Please copy out the records that follow exactly as they stand.

# [Extracted material]
═══
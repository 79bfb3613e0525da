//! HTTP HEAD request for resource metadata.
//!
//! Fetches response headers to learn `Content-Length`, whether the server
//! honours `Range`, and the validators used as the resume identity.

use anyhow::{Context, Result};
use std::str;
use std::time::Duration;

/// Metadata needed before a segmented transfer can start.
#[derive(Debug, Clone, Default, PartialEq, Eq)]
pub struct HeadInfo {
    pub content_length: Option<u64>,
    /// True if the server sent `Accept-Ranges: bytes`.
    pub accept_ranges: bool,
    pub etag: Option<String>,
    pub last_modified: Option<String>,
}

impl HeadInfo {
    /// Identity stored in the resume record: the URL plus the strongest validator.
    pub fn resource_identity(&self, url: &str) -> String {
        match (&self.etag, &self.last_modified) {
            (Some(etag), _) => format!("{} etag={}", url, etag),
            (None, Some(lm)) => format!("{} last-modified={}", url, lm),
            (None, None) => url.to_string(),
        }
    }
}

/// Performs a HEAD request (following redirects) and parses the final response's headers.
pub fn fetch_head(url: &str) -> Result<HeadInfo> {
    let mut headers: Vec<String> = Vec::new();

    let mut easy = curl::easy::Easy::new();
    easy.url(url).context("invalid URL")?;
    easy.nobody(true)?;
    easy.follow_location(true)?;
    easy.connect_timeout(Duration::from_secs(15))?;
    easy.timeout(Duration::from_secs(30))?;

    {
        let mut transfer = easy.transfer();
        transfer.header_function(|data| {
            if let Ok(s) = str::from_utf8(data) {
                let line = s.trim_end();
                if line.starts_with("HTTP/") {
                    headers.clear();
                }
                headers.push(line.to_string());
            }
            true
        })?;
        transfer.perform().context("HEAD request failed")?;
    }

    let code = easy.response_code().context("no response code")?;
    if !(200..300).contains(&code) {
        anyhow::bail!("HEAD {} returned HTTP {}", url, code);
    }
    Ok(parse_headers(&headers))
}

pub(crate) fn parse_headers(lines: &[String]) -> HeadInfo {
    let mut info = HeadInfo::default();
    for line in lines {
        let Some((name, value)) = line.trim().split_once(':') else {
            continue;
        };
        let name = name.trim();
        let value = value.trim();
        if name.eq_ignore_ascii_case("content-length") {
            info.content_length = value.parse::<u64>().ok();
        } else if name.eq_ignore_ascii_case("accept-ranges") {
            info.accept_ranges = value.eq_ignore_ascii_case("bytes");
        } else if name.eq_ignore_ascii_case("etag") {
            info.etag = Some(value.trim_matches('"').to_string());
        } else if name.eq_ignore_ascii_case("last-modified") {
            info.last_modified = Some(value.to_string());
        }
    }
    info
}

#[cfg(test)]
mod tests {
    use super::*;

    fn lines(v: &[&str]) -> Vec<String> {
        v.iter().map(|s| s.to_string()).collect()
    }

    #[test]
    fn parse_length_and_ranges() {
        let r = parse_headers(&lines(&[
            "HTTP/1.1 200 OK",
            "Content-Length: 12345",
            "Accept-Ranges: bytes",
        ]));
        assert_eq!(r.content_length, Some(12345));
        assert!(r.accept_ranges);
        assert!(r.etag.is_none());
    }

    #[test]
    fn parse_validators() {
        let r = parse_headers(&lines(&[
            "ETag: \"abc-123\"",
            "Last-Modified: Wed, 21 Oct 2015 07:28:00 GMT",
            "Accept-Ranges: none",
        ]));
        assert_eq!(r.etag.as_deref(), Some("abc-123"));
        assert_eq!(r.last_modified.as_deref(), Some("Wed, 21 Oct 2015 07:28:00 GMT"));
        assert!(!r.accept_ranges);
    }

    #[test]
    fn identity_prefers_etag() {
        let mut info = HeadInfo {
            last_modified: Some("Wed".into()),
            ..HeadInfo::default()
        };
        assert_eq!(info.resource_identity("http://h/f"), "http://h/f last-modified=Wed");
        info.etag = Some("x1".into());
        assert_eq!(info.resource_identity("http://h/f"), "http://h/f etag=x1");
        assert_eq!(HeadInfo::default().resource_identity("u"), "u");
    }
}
═══
# [Answer box]
repository 79bfb3613e0525da
//! HTTP HEAD request for resource metadata.
//!
//! Fetches response headers to learn `Content-Length`, whether the server
//! honours `Range`, and the validators used as the resume identity.

use anyhow::{Context, Result};
use std::str;
use std::time::Duration;

/// Metadata needed before a segmented transfer can start.
#[derive(Debug, Clone, Default, PartialEq, Eq)]
pub struct HeadInfo {
    pub content_length: Option<u64>,
    /// True if the server sent `Accept-Ranges: bytes`.
    pub accept_ranges: bool,
    pub etag: Option<String>,
    pub last_modified: Option<String>,
}

impl HeadInfo {
    /// Identity stored in the resume record: the URL plus the strongest validator.
    pub fn resource_identity(&self, url: &str) -> String {
        match (&self.etag, &self.last_modified) {
            (Some(etag), _) => format!("{} etag={}", url, etag),
            (None, Some(lm)) => format!("{} last-modified={}", url, lm),
            (None, None) => url.to_string(),
        }
    }
}

/// Performs a HEAD request (following redirects) and parses the final response's headers.
pub fn fetch_head(url: &str) -> Result<HeadInfo> {
    let mut headers: Vec<String> = Vec::new();

    let mut easy = curl::easy::Easy::new();
    easy.url(url).context("invalid URL")?;
    easy.nobody(true)?;
    easy.follow_location(true)?;
    easy.connect_timeout(Duration::from_secs(15))?;
    easy.timeout(Duration::from_secs(30))?;

    {
        let mut transfer = easy.transfer();
        transfer.header_function(|data| {
            if let Ok(s) = str::from_utf8(data) {
                let line = s.trim_end();
                if line.starts_with("HTTP/") {
                    headers.clear();
                }
                headers.push(line.to_string());
            }
            true
        })?;
        transfer.perform().context("HEAD request failed")?;
    }

    let code = easy.response_code().context("no response code")?;
    if !(200..300).contains(&code) {
        anyhow::bail!("HEAD {} returned HTTP {}", url, code);
    }
    Ok(parse_headers(&headers))
}

pub(crate) fn parse_headers(lines: &[String]) -> HeadInfo {
    let mut info = HeadInfo::default();
    for line in lines {
        let Some((name, value)) = line.trim().split_once(':') else {
            continue;
        };
        let name = name.trim();
        let value = value.trim();
        if name.eq_ignore_ascii_case("content-length") {
            info.content_length = value.parse::<u64>().ok();
        } else if name.eq_ignore_ascii_case("accept-ranges") {
            info.accept_ranges = value.eq_ignore_ascii_case("bytes");
        } else if name.eq_ignore_ascii_case("etag") {
            info.etag = Some(value.trim_matches('"').to_string());
        } else if name.eq_ignore_ascii_case("last-modified") {
            info.last_modified = Some(value.to_string());
        }
    }
    info
}

#[cfg(test)]
mod tests {
    use super::*;

    fn lines(v: &[&str]) -> Vec<String> {
        v.iter().map(|s| s.to_string()).collect()
    }

    #[test]
    fn parse_length_and_ranges() {
        let r = parse_headers(&lines(&[
            "HTTP/1.1 200 OK",
            "Content-Length: 12345",
            "Accept-Ranges: bytes",
        ]));
        assert_eq!(r.content_length, Some(12345));
        assert!(r.accept_ranges);
        assert!(r.etag.is_none());
    }

    #[test]
    fn parse_validators() {
        let r = parse_headers(&lines(&[
            "ETag: \"abc-123\"",
            "Last-Modified: Wed, 21 Oct 2015 07:28:00 GMT",
            "Accept-Ranges: none",
        ]));
        assert_eq!(r.etag.as_deref(), Some("abc-123"));
        assert_eq!(r.last_modified.as_deref(), Some("Wed, 21 Oct 2015 07:28:00 GMT"));
        assert!(!r.accept_ranges);
    }

    #[test]
    fn identity_prefers_etag() {
        let mut info = HeadInfo {
            last_modified: Some("Wed".into()),
            ..HeadInfo::default()
        };
        assert_eq!(info.resource_identity("http://h/f"), "http://h/f last-modified=Wed");
        info.etag = Some("x1".into());
        assert_eq!(info.resource_identity("http://h/f"), "http://h/f etag=x1");
        assert_eq!(HeadInfo::default().resource_identity("u"), "u");
    }
}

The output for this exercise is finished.